On February 3-4, the New Zealand Baptist Union’s Assembly Council and ministry leaders met to consider the challenges of the next decade. Guests brought six superb presentations covering the areas of young people, the poor and disadvantaged, education, the family, multicultural issues, and business. The NZ Baptist will print articles from these presentations plus “state of the churches” presentations. We hope they will aid your own missional equipping and enterprise.
– Rodney Macann (National Leader)
By Johanna Vannathy
One of the biggest issues we are facing in our New Zealand churches is our inability to retain a high proportion of the youth who come through our doors. There are two main reasons: a lack of integration of youth into the wider body of the church, and a deficiency of deep discipleship.
Youth have a deep need for acceptance, belonging and community. Although they are the most connected generation through Facebook, Twitter, texting and Skype, they are also considered to be the loneliest generation.
Many of them enter our churches through youth ministries that are somewhat isolated from the wider body. Youth are also labeled “young” and “the future of the church.” These terms epitomise the mindset of many toward teenagers, in turn increasing the isolation they feel.
These labels are hard to shake and often continue into the late 20s. This has a real disconnect with the rest of the world where “young people” are entrusted with significant responsibilities. They are doctors, teachers, business leaders, lawyers and entrepreneurs.
If we want to see our youth growing in their faith and reaching their full potential in Christ, it is essential that youth are seen as the church of today, the body of Christ today. We need to equip them and release them to develop their spiritual gifts with no limitations. We have to empower them to discover their God-given ministry and we must integrate them into the church from childhood through to their last breath.
Then we will see a generation that rises up and embraces the Church as a whole. We will see a generation that is passionate about its local church, that has the vision of its church running through its veins. They will give over their lives to see our nation and the nations beyond reached through the body of Christ, his Church.
This has been my experience. When I was five years old, I was very clear about the fact that I was part of the body and that I had an important part to play. I knew that our vision was to be vibrant and contemporary. So one day in church, I decided that the service needed some enthusiasm. During worship I began to run around the centre group of chairs. A group of children joined me and we ran and ran our praise to God. I vividly remember my poor mother’s arms reaching out to stop me. All I understood at the time was that I was living out the vision.

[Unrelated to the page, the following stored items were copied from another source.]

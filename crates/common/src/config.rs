//! Application configuration.

use serde::Deserialize;
use std::path::Path;

/// Application configuration.
#[derive(Debug, Clone, Deserialize)]
pub struct Config {
    /// Server configuration.
    pub server: ServerConfig,
    /// Database configuration.
    pub database: DatabaseConfig,
    /// Question listing and view-counting policy.
    #[serde(default)]
    pub questions: QuestionsConfig,
}

/// Server configuration.
#[derive(Debug, Clone, Deserialize)]
pub struct ServerConfig {
    /// Host to bind to.
    #[serde(default = "default_host")]
    pub host: String,
    /// Port to bind to.
    #[serde(default = "default_port")]
    pub port: u16,
}

/// Database connection configuration.
#[derive(Debug, Clone, Deserialize)]
pub struct DatabaseConfig {
    /// `PostgreSQL` connection URL.
    pub url: String,
    /// Maximum number of connections in the pool.
    #[serde(default = "default_max_connections")]
    pub max_connections: u32,
    /// Minimum number of connections in the pool.
    #[serde(default = "default_min_connections")]
    pub min_connections: u32,
    /// Seconds to wait for a new connection to be established.
    #[serde(default = "default_timeout_secs")]
    pub connect_timeout_secs: u64,
    /// Seconds to wait for a pooled connection.
    #[serde(default = "default_timeout_secs")]
    pub acquire_timeout_secs: u64,
}

/// Question policy values.
#[derive(Debug, Clone, Deserialize)]
pub struct QuestionsConfig {
    /// Window in which repeated views by the same user count once.
    #[serde(default = "default_view_dedup_window_secs")]
    pub view_dedup_window_secs: i64,
    /// Page size used when a list request omits `limit`.
    #[serde(default = "default_page_size")]
    pub default_page_size: u64,
    /// Upper bound for any list request.
    #[serde(default = "default_max_page_size")]
    pub max_page_size: u64,
    /// Maximum number of tags on a question.
    #[serde(default = "default_max_tags")]
    pub max_tags: usize,
}

impl Default for QuestionsConfig {
    fn default() -> Self {
        Self {
            view_dedup_window_secs: default_view_dedup_window_secs(),
            default_page_size: default_page_size(),
            max_page_size: default_max_page_size(),
            max_tags: default_max_tags(),
        }
    }
}

fn default_host() -> String {
    "0.0.0.0".to_string()
}

const fn default_port() -> u16 {
    3000
}

const fn default_max_connections() -> u32 {
    100
}

const fn default_min_connections() -> u32 {
    5
}

const fn default_timeout_secs() -> u64 {
    10
}

const fn default_view_dedup_window_secs() -> i64 {
    60
}

const fn default_page_size() -> u64 {
    10
}

const fn default_max_page_size() -> u64 {
    50
}

const fn default_max_tags() -> usize {
    5
}

impl Config {
    /// Load configuration from files and environment variables.
    ///
    /// Configuration is loaded in the following order:
    /// 1. `config/default.toml`
    /// 2. `config/{environment}.toml` (based on `STACKIT_ENV`)
    /// 3. Environment variables with `STACKIT_` prefix
    pub fn load() -> Result<Self, config::ConfigError> {
        let env = std::env::var("STACKIT_ENV").unwrap_or_else(|_| "development".to_string());

        let config = config::Config::builder()
            .add_source(config::File::with_name("config/default").required(false))
            .add_source(config::File::with_name(&format!("config/{env}")).required(false))
            .add_source(
                config::Environment::with_prefix("STACKIT")
                    .separator("__")
                    .try_parsing(true),
            )
            .build()?;

        config.try_deserialize()
    }

    /// Load configuration from a specific file.
    pub fn from_file<P: AsRef<Path>>(path: P) -> Result<Self, config::ConfigError> {
        let config = config::Config::builder()
            .add_source(config::File::from(path.as_ref()))
            .add_source(
                config::Environment::with_prefix("STACKIT")
                    .separator("__")
                    .try_parsing(true),
            )
            .build()?;

        config.try_deserialize()
    }
}

#[cfg(test)]
#[allow(clippy::unwrap_used)]
mod tests {
    use super::*;

    fn from_toml(toml: &str) -> Config {
        config::Config::builder()
            .add_source(config::File::from_str(toml, config::FileFormat::Toml))
            .build()
            .unwrap()
            .try_deserialize()
            .unwrap()
    }

    #[test]
    fn test_defaults_applied() {
        let config = from_toml(
            r#"
            [server]
            [database]
            url = "postgres://localhost/stackit"
            "#,
        );

        assert_eq!(config.server.host, "0.0.0.0");
        assert_eq!(config.server.port, 3000);
        assert_eq!(config.database.max_connections, 100);
        assert_eq!(config.database.acquire_timeout_secs, 10);
        assert_eq!(config.questions.view_dedup_window_secs, 60);
        assert_eq!(config.questions.max_page_size, 50);
        assert_eq!(config.questions.max_tags, 5);
    }

    #[test]
    fn test_view_window_overridable() {
        let config = from_toml(
            r#"
            [server]
            port = 8080
            [database]
            url = "postgres://localhost/stackit"
            [questions]
            view_dedup_window_secs = 300
            "#,
        );

        assert_eq!(config.server.port, 8080);
        assert_eq!(config.questions.view_dedup_window_secs, 300);
        assert_eq!(config.questions.default_page_size, 10);
    }
}
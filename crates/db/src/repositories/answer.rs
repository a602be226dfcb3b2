//! Answer repository.

use std::sync::Arc;

use crate::entities::{Answer, answer};
use crate::txn_err;
use sea_orm::{
    ActiveModelTrait, ColumnTrait, DatabaseConnection, DatabaseTransaction, EntityTrait,
    PaginatorTrait, QueryFilter, QueryOrder, QuerySelect, sea_query::Expr,
};
use stackit_common::{AppError, AppResult};

/// Answer repository for database operations.
#[derive(Clone)]
pub struct AnswerRepository {
    db: Arc<DatabaseConnection>,
}

impl AnswerRepository {
    /// Create a new answer repository.
    #[must_use]
    pub const fn new(db: Arc<DatabaseConnection>) -> Self {
        Self { db }
    }

    /// Begin a transaction on this repository's pool.
    pub async fn begin(&self) -> AppResult<DatabaseTransaction> {
        crate::begin(self.db.as_ref()).await
    }

    /// Find an answer by ID.
    pub async fn find_by_id(&self, id: &str) -> AppResult<Option<answer::Model>> {
        Answer::find_by_id(id)
            .one(self.db.as_ref())
            .await
            .map_err(|e| AppError::Database(e.to_string()))
    }

    /// Get an answer by ID, returning error if not found.
    pub async fn get_by_id(&self, id: &str) -> AppResult<answer::Model> {
        self.find_by_id(id)
            .await?
            .ok_or_else(|| AppError::AnswerNotFound(id.to_string()))
    }

    /// Read an answer inside a transaction.
    pub async fn find_in(
        &self,
        txn: &DatabaseTransaction,
        id: &str,
    ) -> AppResult<Option<answer::Model>> {
        Answer::find_by_id(id).one(txn).await.map_err(txn_err)
    }

    /// Read an answer and hold its row lock until the transaction ends.
    pub async fn lock_by_id(
        &self,
        txn: &DatabaseTransaction,
        id: &str,
    ) -> AppResult<Option<answer::Model>> {
        Answer::find_by_id(id)
            .lock_exclusive()
            .one(txn)
            .await
            .map_err(txn_err)
    }

    /// Answers under a question: accepted first, then by votes, then oldest first.
    pub async fn find_by_question(&self, question_id: &str) -> AppResult<Vec<answer::Model>> {
        Answer::find()
            .filter(answer::Column::QuestionId.eq(question_id))
            .order_by_desc(answer::Column::IsAccepted)
            .order_by_desc(answer::Column::Votes)
            .order_by_asc(answer::Column::CreatedAt)
            .all(self.db.as_ref())
            .await
            .map_err(|e| AppError::Database(e.to_string()))
    }

    /// IDs of every answer under a question, locking those rows so no vote
    /// on them can commit until the caller's transaction ends.
    pub async fn ids_by_question(
        &self,
        txn: &DatabaseTransaction,
        question_id: &str,
    ) -> AppResult<Vec<String>> {
        Answer::find()
            .select_only()
            .column(answer::Column::Id)
            .filter(answer::Column::QuestionId.eq(question_id))
            .lock_exclusive()
            .into_tuple::<String>()
            .all(txn)
            .await
            .map_err(txn_err)
    }

    /// Unconditionally clear `is_accepted` on every answer of a question.
    pub async fn clear_accepted(
        &self,
        txn: &DatabaseTransaction,
        question_id: &str,
    ) -> AppResult<u64> {
        let result = Answer::update_many()
            .col_expr(answer::Column::IsAccepted, Expr::value(false))
            .filter(answer::Column::QuestionId.eq(question_id))
            .exec(txn)
            .await
            .map_err(txn_err)?;
        Ok(result.rows_affected)
    }

    /// Mark one answer as accepted.
    pub async fn mark_accepted(&self, txn: &DatabaseTransaction, id: &str) -> AppResult<()> {
        Answer::update_many()
            .col_expr(answer::Column::IsAccepted, Expr::value(true))
            .filter(answer::Column::Id.eq(id))
            .exec(txn)
            .await
            .map_err(txn_err)?;
        Ok(())
    }

    /// Overwrite the cached vote total.
    pub async fn set_votes(&self, txn: &DatabaseTransaction, id: &str, votes: i32) -> AppResult<()> {
        Answer::update_many()
            .col_expr(answer::Column::Votes, Expr::value(votes))
            .filter(answer::Column::Id.eq(id))
            .exec(txn)
            .await
            .map_err(txn_err)?;
        Ok(())
    }

    /// Insert an answer.
    pub async fn insert(
        &self,
        txn: &DatabaseTransaction,
        model: answer::ActiveModel,
    ) -> AppResult<answer::Model> {
        model.insert(txn).await.map_err(txn_err)
    }

    /// Update an answer.
    pub async fn update(&self, model: answer::ActiveModel) -> AppResult<answer::Model> {
        model
            .update(self.db.as_ref())
            .await
            .map_err(|e| AppError::Database(e.to_string()))
    }

    /// Delete an answer.
    pub async fn delete(&self, txn: &DatabaseTransaction, id: &str) -> AppResult<()> {
        Answer::delete_by_id(id).exec(txn).await.map_err(txn_err)?;
        Ok(())
    }

    /// Count all answers.
    pub async fn count(&self) -> AppResult<u64> {
        Answer::find()
            .count(self.db.as_ref())
            .await
            .map_err(|e| AppError::Database(e.to_string()))
    }

    /// Count answers by a user.
    pub async fn count_by_user(&self, user_id: &str) -> AppResult<u64> {
        Answer::find()
            .filter(answer::Column::UserId.eq(user_id))
            .count(self.db.as_ref())
            .await
            .map_err(|e| AppError::Database(e.to_string()))
    }
}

From an early age, I was encouraged to discover my spiritual gifts and to join ministries. In my teen years I began setting up my own ministries – the wedding ministry, the building maintenance ministry, the babysitting ministry and so on. I eventually found my calling in youth ministry and I was given full permission to develop this ministry with total support and resourcing.
I am so passionate about youth ministry that I would lay down my life for the local church. Two years ago, my husband Bok and I could see that the youth ministry needed me to go part-time teaching to devote more voluntary time to the ministry. We are happy to give our lives and to take a cut in our finances to live out our calling. This comes back to the fact that our church integrated us into the whole body at an early age.
To see this become a reality for every single one of our youth in every single one of our churches, we must pour our heart and soul into creating change over the next decade.
I want to touch on five points that will make the difference:
1. We must deliberately help children and youth to discover their gifting and skills.
2. From there, we need to train and empower them in their areas of strength.
3. It is essential that we give youth the opportunity to take part in ministries existing in the church and to also set up new ministries they are gifted in and feel God calling them to. They will need our support, resourcing and prayers.
4. Our church structure and culture must allow for the involvement of youth at every level. We need to be ready to be reshaped as churches when new youth with fresh gifting and callings join our churches.
5. Our services must be designed with the input of youth and also with the presence of youth on our music teams, worship teams, door teams and announcement teams. This in itself sends a message to other teenagers that they are not only welcome but that they belong. A youth service alone will not meet this need.
The second reason youth are leaving our churches is the lack of deep discipleship. We must make the ground in our churches fertile for youth to grow in their relationship with God and in understanding their faith. There are five ingredients that will help to do this:
1. Youth pastors and leaders must model a growing relationship with Jesus. A group will only grow as far as their leader grows.
2. The curriculum that we deliver needs to be biblically grounded. It needs to ask the deeper questions. It needs to cultivate authentic community.
3. It is also important youth are given the opportunity to set spiritual goals and are kept accountable in regards to their progress by a small group of friends and their leaders. Follow up matters.
4. It is our responsibility to make sure youth understand their faith, the validity of the Bible and apologetics. The faith fall-out rate of university students is high and this is partly due to a lack of substance in their faith.
5. We need to make sure that the way we present our messages captivates youth and helps them to understand the gospel in our arts- and media-saturated world. It is important we involve them at this level as they are best able to reflect their youth culture in the arts, dance, drama, music, song and multimedia.
I would love to see the wide back door of our churches disappear. I can’t wait to see every teenager engaged in their church and living an authentic, growing relationship with Jesus.
If we master this, watch out world!
• Johanna is Youth Pastor at Hosanna Porirua Baptist Church.